My Muse in this matter was (and is) Wendy Rose, she of Church of the Victorian Cult. Wendy was (and is) the sexiest woman I have ever met in my life. She is gorgeous, for one, like a edgier Ann Margaret, with crazy tousled red hair, insane lips, legs, boobs, all of it. But what is really sexy about her is her crazy-ass brain. She is whip-smart and funny, but operates at a poetic vibrational frequency slightly too wild for Earthbound reality.

Wendy Rose
Here's an excerpt from her Facebook post the other day:  "It's not a rocket science or a mermaids nest or a falling light from the sky or a sphere up there...It's my birth right. A dash of fiction and a dose of truth. It's all living somewhere deep and deeper down inside of you." See? I don't know what the fuck it means, but I love it.

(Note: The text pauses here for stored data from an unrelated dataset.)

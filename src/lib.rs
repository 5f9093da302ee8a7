// Public modules
pub mod chat;
pub mod client;
pub mod client_logger;
pub mod error;
pub mod observability;
pub mod types;
pub mod utils;

// Re-exports
pub use client::{DEFAULT_ORIGIN, Transport, TransportClient};
pub use client_logger::TransportLogger;
pub use error::{Error, Result};
pub use observability::register_biometrics;
pub use types::*;
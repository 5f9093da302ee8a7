// Public modules
pub mod time;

Wendy has impeccable taste in music and fashion and art. When she lived in the apartment above me in LA, her apartment was filled with candles, exotic scents, and possibly one too many cats. But what struck me is that she had surrounded herself with beauty, particularly art depicting the female form.  

To me, it certainly didn't seem like the art was there to do the apartment equivalent of drawing in readers. It was more a celebration of women and sex and beauty. By surrounding herself with these images, Wendy Rose was claiming their power for herself and enhancing and enriching her own sexiness with their silent aura. 

On her Church of the Victorian Cult Facebook page, Wendy Rose is still creating her world of beauty and poetry, madness and inspiration with midnight scribblings and images like this:


I fucking love this! And, it's probably not wise or flattering to admit this--but I can completely identify with the chick (there I go again--oppressive language!) in this photo. I have existed in that psychic/emotional space. I see this and feel it and claim it. This is a Truth and I celebrate it. Huzzah, motherfuckers! 

So yeah, more naked chicks coming. Lesson not learned.

xoxoxo
jill

* I recently took the Martin Seligman "signature strengths" test and my lowest strength--aka "weakness"--was humility. Which, in my opinion, is clearly the best weakness to have. If you want, go over to Seligman's Authentic Happiness/Positive Psychology site and take the test. Long, but interesting and revealing.

Addendum 8/28:  Please see Amy Luna Maderino's response in the comments section.

Addendum 7/13/16:  Rerun for Miss Wendy Rose who is doing some cancer ass-kicking. I'm mad for the woman.